Let Ψ be a field state expressed in structural terms:
Ψ(t) = R(t) · e^(iφ(t))
Where R(t) is the real-valued amplitude and φ(t) is the coherence phase.
Now consider two operators:
x̂: position resolution (spatial localization)
p̂: momentum resolution (angular force alignment)
Their successive application must involve a projection across orthogonal components of the field:
One in scalar amplitude (x̂), and one in angular orientation (p̂). The result of reversing the order of projections, like rotating a structure in 3D and measuring again, is a structural rotation, not a cancellation.
This is not just a conceptual analogy.
When evaluated as operators over e^(iφ), the difference:
[x̂, p̂]Ψ = x̂(p̂Ψ) – p̂(x̂Ψ) = iħΨNaturally emerges from the angular shear property built into field transitions. The operator difference itself is a 90° rotation in coherence space, and i is the algebraic signature of that rotation.

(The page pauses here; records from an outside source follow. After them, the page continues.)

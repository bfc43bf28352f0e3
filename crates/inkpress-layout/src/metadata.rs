//! Descriptive metadata printed in the first page's header.

/// Where a code excerpt came from.
#[derive(Debug, Clone, PartialEq, Eq, Default)]
pub struct CodeMetadata {
    pub filename: String,
    pub language: String,
    pub author: Option<String>,
    /// First source line number of the excerpt (0 when unknown).
    pub line_start: usize,
    /// Last source line number of the excerpt (0 when unknown).
    pub line_end: usize,
    pub tags: Vec<String>,
}

impl CodeMetadata {
    pub fn new(filename: impl Into<String>, language: impl Into<String>) -> Self {
        Self {
            filename: filename.into(),
            language: language.into(),
            ..Self::default()
        }
    }

    #[must_use]
    pub fn with_author(mut self, author: impl Into<String>) -> Self {
        self.author = Some(author.into());
        self
    }

    #[must_use]
    pub fn with_lines(mut self, start: usize, end: usize) -> Self {
        self.line_start = start;
        self.line_end = end;
        self
    }

    #[must_use]
    pub fn with_tags<I, S>(mut self, tags: I) -> Self
    where
        I: IntoIterator<Item = S>,
        S: Into<String>,
    {
        self.tags = tags.into_iter().map(Into::into).collect();
        self
    }

    /// One header line per populated field.
    #[must_use]
    pub fn populated_fields(&self) -> Vec<String> {
        let mut fields = Vec::with_capacity(5);
        if !self.filename.trim().is_empty() {
            fields.push(format!("File: {}", self.filename.trim()));
        }
        if !self.language.trim().is_empty() {
            fields.push(format!("Language: {}", self.language.trim()));
        }
        if let Some(author) = self.author.as_deref().map(str::trim)
            && !author.is_empty()
        {
            fields.push(format!("Author: {author}"));
        }
        if self.line_end > 0 {
            let start = self.line_start.max(1);
            fields.push(format!("Lines {start}-{}", self.line_end));
        }
        let tags: Vec<&str> = self
            .tags
            .iter()
            .map(|t| t.trim())
            .filter(|t| !t.is_empty())
            .collect();
        if !tags.is_empty() {
            fields.push(format!("Tags: {}", tags.join(", ")));
        }
        fields
    }

    /// First line number to print, 1 when unknown.
    #[must_use]
    pub fn first_line_number(&self) -> usize {
        self.line_start.max(1)
    }
}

Therefore, i is not an imported abstraction. It is the structural consequence of rotational asymmetry within field coherence, a necessity, not an invention.
Conclusion
Today we have delivered both:
• A structural lower bound on Δx ⋅ Δp
• A geometric derivation of i as the rotational asymmetry of phase-resolved fields
Heisenberg’s abstract algebra now finds its ontological footing. What was once postulated is now proven.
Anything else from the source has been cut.